# [What is required]
Here the job is to restate every entry word for word.

[Collected data entries]
######

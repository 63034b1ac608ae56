//! Command line front-end
//!
//! Hand-rolled option parsing: `-e/--expression`, `-f/--file`, `-o/--output`
//! (with `--output=NAME` syntax), `-l/--lint`, `-k/--keep`, `-h/--help` and
//! `-v/--version`. Exit codes: 0 success, 1 failure, 2 lint warnings only.

use crate::build;
use crate::compiler::compiler_messages::compiler_errors::print_formatted_error;
use crate::compiler::compiler_messages::compiler_warnings::print_formatted_warning;
use crate::compiler::linter::Linter;
use crate::compiler::parsers::sexpr;
use crate::settings::{self, Settings};
use colour::{e_red_ln, green_ln_bold, grey_ln, red_ln, yellow_ln};
use std::path::PathBuf;
use std::time::Instant;
use std::{env, fs};

enum Command {
    Help,
    Version,
    CompileExpression(String),
    CompileFile(PathBuf),
    Lint(PathBuf),
}

pub fn start_cli() -> i32 {
    let compiler_args: Vec<String> = env::args().collect();

    let (command, settings) = match parse_args(&compiler_args[1..]) {
        Ok(parsed) => parsed,
        Err(e) => {
            red_ln!("{}", e);
            print_help();
            return 1;
        }
    };

    match command {
        Command::Help => {
            print_help();
            0
        }

        Command::Version => {
            println!("larkc {}", env!("CARGO_PKG_VERSION"));
            0
        }

        Command::Lint(path) => run_lint(&path),

        Command::CompileExpression(program) => run_build(&program, &settings),

        Command::CompileFile(path) => {
            let program = match read_program_file(&path) {
                Ok(program) => program,
                Err(e) => {
                    e_red_ln!("{}", e);
                    return 1;
                }
            };
            run_build(&program, &settings)
        }
    }
}

fn run_build(program: &str, settings: &Settings) -> i32 {
    let start = Instant::now();

    match build::build_program(program, settings) {
        Ok(warnings) => {
            for warning in &warnings {
                print_formatted_warning(warning);
            }

            let duration = start.elapsed();
            grey_ln!("------------------------------------");
            print!("Compiled in: ");
            green_ln_bold!("{:?}", duration);
            green_ln_bold!("Successfully compiled to {}", settings.output_base);
            0
        }
        Err(e) => {
            print_formatted_error(&e);
            1
        }
    }
}

fn run_lint(path: &PathBuf) -> i32 {
    let program = match read_program_file(path) {
        Ok(program) => program,
        Err(e) => {
            e_red_ln!("{}", e);
            return 1;
        }
    };

    let mut linter = Linter::new();

    let syntax_errors = linter.check_syntax(&program);
    if !syntax_errors.is_empty() {
        e_red_ln!("Syntax errors in {}:", path.display());
        for error in syntax_errors {
            e_red_ln!("  {}", error);
        }
        return 1;
    }

    let ast = match sexpr::parse(&format!("[scope {program}]")) {
        Ok(ast) => ast,
        Err(e) => {
            e_red_ln!("Linting failed: {}", e.msg);
            return 1;
        }
    };

    let issues = linter.lint(&ast);
    if issues.is_empty() {
        println!("No lint issues found in {}", path.display());
        return 0;
    }

    yellow_ln!("Lint issues in {}:", path.display());
    for issue in issues {
        yellow_ln!("  {}", issue);
    }

    // Warnings only; distinct from a hard failure
    2
}

fn read_program_file(path: &PathBuf) -> Result<String, String> {
    if !path.exists() {
        return Err(format!("File \"{}\" not found", path.display()));
    }

    let program = fs::read_to_string(path)
        .map_err(|e| format!("Cannot open file \"{}\": {}", path.display(), e))?;

    if program.trim().is_empty() {
        return Err(format!("File \"{}\" is empty", path.display()));
    }

    Ok(program)
}

fn parse_args(args: &[String]) -> Result<(Command, Settings), String> {
    let mut settings = Settings::default();
    let mut command: Option<Command> = None;
    let mut output_name: Option<String> = None;

    let mut i = 0;
    while i < args.len() {
        let token = args[i].as_str();

        // --option=value syntax
        let (token, inline_value) = match token.split_once('=') {
            Some((opt, value)) if opt.starts_with("--") => (opt, Some(value.to_string())),
            _ => (token, None),
        };

        let mut take_value = |i: &mut usize| -> Result<String, String> {
            if let Some(value) = &inline_value {
                return Ok(value.clone());
            }
            *i += 1;
            match args.get(*i) {
                Some(value) => Ok(value.clone()),
                None => Err(format!("Missing argument for: {token}")),
            }
        };

        match token {
            "-h" | "--help" => {
                return Ok((Command::Help, settings));
            }
            "-v" | "--version" => {
                return Ok((Command::Version, settings));
            }
            "-e" | "--expression" => {
                let expr = take_value(&mut i)?;
                if expr.is_empty() {
                    return Err("Empty expression".to_string());
                }
                set_input(&mut command, Command::CompileExpression(expr))?;
            }
            "-f" | "--file" => {
                let path = take_value(&mut i)?;
                set_input(&mut command, Command::CompileFile(PathBuf::from(path)))?;
            }
            "-l" | "--lint" => {
                let path = take_value(&mut i)?;
                set_input(&mut command, Command::Lint(PathBuf::from(path)))?;
            }
            "-o" | "--output" => {
                output_name = Some(take_value(&mut i)?);
            }
            "-k" | "--keep" => {
                settings.keep_temp_files = true;
            }
            _ => {
                return Err(format!("Unknown option: {token}"));
            }
        }

        i += 1;
    }

    if let Some(name) = output_name {
        if !settings::is_valid_output_name(&name) {
            return Err(format!("Invalid output name: {name}"));
        }
        settings.output_base = name;
    }

    match command {
        Some(command) => Ok((command, settings)),
        None => Err("No input specified (use -e or -f)".to_string()),
    }
}

fn set_input(slot: &mut Option<Command>, command: Command) -> Result<(), String> {
    if slot.is_some() {
        return Err("Options -e, -f and -l are mutually exclusive".to_string());
    }
    *slot = Some(command);
    Ok(())
}

fn print_help() {
    grey_ln!("------------------------------------");
    green_ln_bold!("The Lark compiler");
    println!("Usage: larkc [options]");
    green_ln_bold!("\nOptions:");
    println!("  -h, --help                Print this help message");
    println!("  -v, --version             Print the compiler version");
    println!("  -e, --expression <expr>   Expression to compile");
    println!("  -f, --file <file>         File to compile");
    println!("  -l, --lint <file>         File to lint");
    println!("  -o, --output <name>       Output binary name (default: out)");
    println!("  -k, --keep                Keep temporary files");
}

######

# [Answer]
repository 63034b1ac608ae56
//! Command line front-end
//!
//! Hand-rolled option parsing: `-e/--expression`, `-f/--file`, `-o/--output`
//! (with `--output=NAME` syntax), `-l/--lint`, `-k/--keep`, `-h/--help` and
//! `-v/--version`. Exit codes: 0 success, 1 failure, 2 lint warnings only.

use crate::build;
use crate::compiler::compiler_messages::compiler_errors::print_formatted_error;
use crate::compiler::compiler_messages::compiler_warnings::print_formatted_warning;
use crate::compiler::linter::Linter;
use crate::compiler::parsers::sexpr;
use crate::settings::{self, Settings};
use colour::{e_red_ln, green_ln_bold, grey_ln, red_ln, yellow_ln};
use std::path::PathBuf;
use std::time::Instant;
use std::{env, fs};

enum Command {
    Help,
    Version,
    CompileExpression(String),
    CompileFile(PathBuf),
    Lint(PathBuf),
}

pub fn start_cli() -> i32 {
    let compiler_args: Vec<String> = env::args().collect();

    let (command, settings) = match parse_args(&compiler_args[1..]) {
        Ok(parsed) => parsed,
        Err(e) => {
            red_ln!("{}", e);
            print_help();
            return 1;
        }
    };

    match command {
        Command::Help => {
            print_help();
            0
        }

        Command::Version => {
            println!("larkc {}", env!("CARGO_PKG_VERSION"));
            0
        }

        Command::Lint(path) => run_lint(&path),

        Command::CompileExpression(program) => run_build(&program, &settings),

        Command::CompileFile(path) => {
            let program = match read_program_file(&path) {
                Ok(program) => program,
                Err(e) => {
                    e_red_ln!("{}", e);
                    return 1;
                }
            };
            run_build(&program, &settings)
        }
    }
}

fn run_build(program: &str, settings: &Settings) -> i32 {
    let start = Instant::now();

    match build::build_program(program, settings) {
        Ok(warnings) => {
            for warning in &warnings {
                print_formatted_warning(warning);
            }

            let duration = start.elapsed();
            grey_ln!("------------------------------------");
            print!("Compiled in: ");
            green_ln_bold!("{:?}", duration);
            green_ln_bold!("Successfully compiled to {}", settings.output_base);
            0
        }
        Err(e) => {
            print_formatted_error(&e);
            1
        }
    }
}

fn run_lint(path: &PathBuf) -> i32 {
    let program = match read_program_file(path) {
        Ok(program) => program,
        Err(e) => {
            e_red_ln!("{}", e);
            return 1;
        }
    };

    let mut linter = Linter::new();

    let syntax_errors = linter.check_syntax(&program);
    if !syntax_errors.is_empty() {
        e_red_ln!("Syntax errors in {}:", path.display());
        for error in syntax_errors {
            e_red_ln!("  {}", error);
        }
        return 1;
    }

    let ast = match sexpr::parse(&format!("[scope {program}]")) {
        Ok(ast) => ast,
        Err(e) => {
            e_red_ln!("Linting failed: {}", e.msg);
            return 1;
        }
    };

    let issues = linter.lint(&ast);
    if issues.is_empty() {
        println!("No lint issues found in {}", path.display());
        return 0;
    }

    yellow_ln!("Lint issues in {}:", path.display());
    for issue in issues {
        yellow_ln!("  {}", issue);
    }

    // Warnings only; distinct from a hard failure
    2
}

fn read_program_file(path: &PathBuf) -> Result<String, String> {
    if !path.exists() {
        return Err(format!("File \"{}\" not found", path.display()));
    }

    let program = fs::read_to_string(path)
        .map_err(|e| format!("Cannot open file \"{}\": {}", path.display(), e))?;

    if program.trim().is_empty() {
        return Err(format!("File \"{}\" is empty", path.display()));
    }

    Ok(program)
}

fn parse_args(args: &[String]) -> Result<(Command, Settings), String> {
    let mut settings = Settings::default();
    let mut command: Option<Command> = None;
    let mut output_name: Option<String> = None;

    let mut i = 0;
    while i < args.len() {
        let token = args[i].as_str();

        // --option=value syntax
        let (token, inline_value) = match token.split_once('=') {
            Some((opt, value)) if opt.starts_with("--") => (opt, Some(value.to_string())),
            _ => (token, None),
        };

        let mut take_value = |i: &mut usize| -> Result<String, String> {
            if let Some(value) = &inline_value {
                return Ok(value.clone());
            }
            *i += 1;
            match args.get(*i) {
                Some(value) => Ok(value.clone()),
                None => Err(format!("Missing argument for: {token}")),
            }
        };

        match token {
            "-h" | "--help" => {
                return Ok((Command::Help, settings));
            }
            "-v" | "--version" => {
                return Ok((Command::Version, settings));
            }
            "-e" | "--expression" => {
                let expr = take_value(&mut i)?;
                if expr.is_empty() {
                    return Err("Empty expression".to_string());
                }
                set_input(&mut command, Command::CompileExpression(expr))?;
            }
            "-f" | "--file" => {
                let path = take_value(&mut i)?;
                set_input(&mut command, Command::CompileFile(PathBuf::from(path)))?;
            }
            "-l" | "--lint" => {
                let path = take_value(&mut i)?;
                set_input(&mut command, Command::Lint(PathBuf::from(path)))?;
            }
            "-o" | "--output" => {
                output_name = Some(take_value(&mut i)?);
            }
            "-k" | "--keep" => {
                settings.keep_temp_files = true;
            }
            _ => {
                return Err(format!("Unknown option: {token}"));
            }
        }

        i += 1;
    }

    if let Some(name) = output_name {
        if !settings::is_valid_output_name(&name) {
            return Err(format!("Invalid output name: {name}"));
        }
        settings.output_base = name;
    }

    match command {
        Some(command) => Ok((command, settings)),
        None => Err("No input specified (use -e or -f)".to_string()),
    }
}

fn set_input(slot: &mut Option<Command>, command: Command) -> Result<(), String> {
    if slot.is_some() {
        return Err("Options -e, -f and -l are mutually exclusive".to_string());
    }
    *slot = Some(command);
    Ok(())
}

fn print_help() {
    grey_ln!("------------------------------------");
    green_ln_bold!("The Lark compiler");
    println!("Usage: larkc [options]");
    green_ln_bold!("\nOptions:");
    println!("  -h, --help                Print this help message");
    println!("  -v, --version             Print the compiler version");
    println!("  -e, --expression <expr>   Expression to compile");
    println!("  -f, --file <file>         File to compile");
    println!("  -l, --lint <file>         File to lint");
    println!("  -o, --output <name>       Output binary name (default: out)");
    println!("  -k, --keep                Keep temporary files");
}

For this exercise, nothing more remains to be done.